** Opening DATASET RECORDS block **

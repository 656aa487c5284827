// SPDX-License-Identifier: GPL-3.0-or-later
// Copyright 2026 Tobias Sarnowski

#![allow(clippy::unwrap_used, clippy::expect_used)]

use super::{mnemonic, op};

#[test]
fn mnemonic_round_trips_defined_opcodes() {
    assert_eq!(mnemonic(op::PUSH_CONST), Some("PUSH_CONST"));
    assert_eq!(mnemonic(op::SET_REF), Some("SET_REF"));
    assert_eq!(mnemonic(op::INT_DIV), Some("INT_DIV"));
}

#[test]
fn mnemonic_rejects_unassigned_bytes() {
    assert_eq!(mnemonic(200), None);
}

#[test]
fn opcodes_are_distinct_bytes() {
    let all = [
        op::PUSH_CONST,
        op::PUSH_TRUE,
        op::PUSH_FALSE,
        op::PUSH_NIL,
        op::SET_GLOBAL,
        op::PUSH_GLOBAL,
        op::SET_LOCAL,
        op::PUSH_LOCAL,
        op::INT,
        op::BOOL,
        op::NUM,
        op::STR,
        op::CLOCK,
        op::PRINT,
        op::POP,
        op::INT_NEG,
        op::NUM_NEG,
        op::INT_ADD,
        op::NUM_ADD,
        op::INT_SUB,
        op::NUM_SUB,
        op::INT_MUL,
        op::NUM_MUL,
        op::INT_DIV,
        op::NUM_DIV,
        op::STR_CAT,
        op::NOT,
        op::INT_LESS,
        op::NUM_LESS,
        op::INT_GREATER,
        op::NUM_GREATER,
        op::EQUAL,
        op::JUMP,
        op::JUMP_IF_FALSE,
        op::LOOP,
        op::FUNCTION,
        op::CALL,
        op::LOAD_IP,
        op::LOAD_FP,
        op::SET_RETURN,
        op::PUSH_RETURN,
        op::STRUCT,
        op::GET_FIELD,
        op::EXTRACT_FIELD,
        op::SET_FIELD,
        op::REF_LOCAL,
        op::DEREF,
        op::SET_REF,
    ];
    for i in 0..all.len() {
        for j in (i + 1)..all.len() {
            assert_ne!(all[i], all[j], "duplicate opcode byte at {i} and {j}");
        }
    }
}
//! Synthetic sensor packages for workouts.
//!
//! Athlete profiles describe realistic cadence, session length and
//! variant-specific values per activity; the package generator turns them into
//! [`SensorPackage`]s that the `workouts` dispatcher accepts.
//!
//! ```rust
//! use sensor_data::prelude::*;
//!
//! let config = GeneratorConfig::default();
//! let mut rng = config.rng();
//! let packages = PackageGenerator::with_config(config)?.generate_batch(10, &mut rng);
//! let reports = workouts::process_packages(&packages)?;
//! assert_eq!(reports.len(), 10);
//! # Ok::<(), anyhow::Error>(())
//! ```

pub mod config;
pub mod generators;
pub mod profiles;

pub use workouts::{ActivityKind, SensorPackage};

pub mod prelude {
    //! Convenient re-exports for common usage.

    pub use crate::config::{ConfigError, GeneratorConfig};
    pub use crate::generators::PackageGenerator;
    pub use crate::profiles::{
        AthleteProfile, RunnerProfile, SwimmerProfile, WalkerProfile, sample_variance,
    };
    pub use crate::{ActivityKind, SensorPackage};
}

** Closing DATASET RECORDS block **

### ASSIGNMENT
Output every record above exactly as it was given.

### RESULT OF THIS TASK
repository 656aa487c5284827
// SPDX-License-Identifier: GPL-3.0-or-later
// Copyright 2026 Tobias Sarnowski

#![allow(clippy::unwrap_used, clippy::expect_used)]

use super::{mnemonic, op};

#[test]
fn mnemonic_round_trips_defined_opcodes() {
    assert_eq!(mnemonic(op::PUSH_CONST), Some("PUSH_CONST"));
    assert_eq!(mnemonic(op::SET_REF), Some("SET_REF"));
    assert_eq!(mnemonic(op::INT_DIV), Some("INT_DIV"));
}

#[test]
fn mnemonic_rejects_unassigned_bytes() {
    assert_eq!(mnemonic(200), None);
}

#[test]
fn opcodes_are_distinct_bytes() {
    let all = [
        op::PUSH_CONST,
        op::PUSH_TRUE,
        op::PUSH_FALSE,
        op::PUSH_NIL,
        op::SET_GLOBAL,
        op::PUSH_GLOBAL,
        op::SET_LOCAL,
        op::PUSH_LOCAL,
        op::INT,
        op::BOOL,
        op::NUM,
        op::STR,
        op::CLOCK,
        op::PRINT,
        op::POP,
        op::INT_NEG,
        op::NUM_NEG,
        op::INT_ADD,
        op::NUM_ADD,
        op::INT_SUB,
        op::NUM_SUB,
        op::INT_MUL,
        op::NUM_MUL,
        op::INT_DIV,
        op::NUM_DIV,
        op::STR_CAT,
        op::NOT,
        op::INT_LESS,
        op::NUM_LESS,
        op::INT_GREATER,
        op::NUM_GREATER,
        op::EQUAL,
        op::JUMP,
        op::JUMP_IF_FALSE,
        op::LOOP,
        op::FUNCTION,
        op::CALL,
        op::LOAD_IP,
        op::LOAD_FP,
        op::SET_RETURN,
        op::PUSH_RETURN,
        op::STRUCT,
        op::GET_FIELD,
        op::EXTRACT_FIELD,
        op::SET_FIELD,
        op::REF_LOCAL,
        op::DEREF,
        op::SET_REF,
    ];
    for i in 0..all.len() {
        for j in (i + 1)..all.len() {
            assert_ne!(all[i], all[j], "duplicate opcode byte at {i} and {j}");
        }
    }
}
//! Synthetic sensor packages for workouts.
//!
//! Athlete profiles describe realistic cadence, session length and
//! variant-specific values per activity; the package generator turns them into
//! [`SensorPackage`]s that the `workouts` dispatcher accepts.
//!
//! ```rust
//! use sensor_data::prelude::*;
//!
//! let config = GeneratorConfig::default();
//! let mut rng = config.rng();
//! let packages = PackageGenerator::with_config(config)?.generate_batch(10, &mut rng);
//! let reports = workouts::process_packages(&packages)?;
//! assert_eq!(reports.len(), 10);
//! # Ok::<(), anyhow::Error>(())
//! ```

pub mod config;
pub mod generators;
pub mod profiles;

pub use workouts::{ActivityKind, SensorPackage};

pub mod prelude {
    //! Convenient re-exports for common usage.

    pub use crate::config::{ConfigError, GeneratorConfig};
    pub use crate::generators::PackageGenerator;
    pub use crate::profiles::{
        AthleteProfile, RunnerProfile, SwimmerProfile, WalkerProfile, sample_variance,
    };
    pub use crate::{ActivityKind, SensorPackage};
}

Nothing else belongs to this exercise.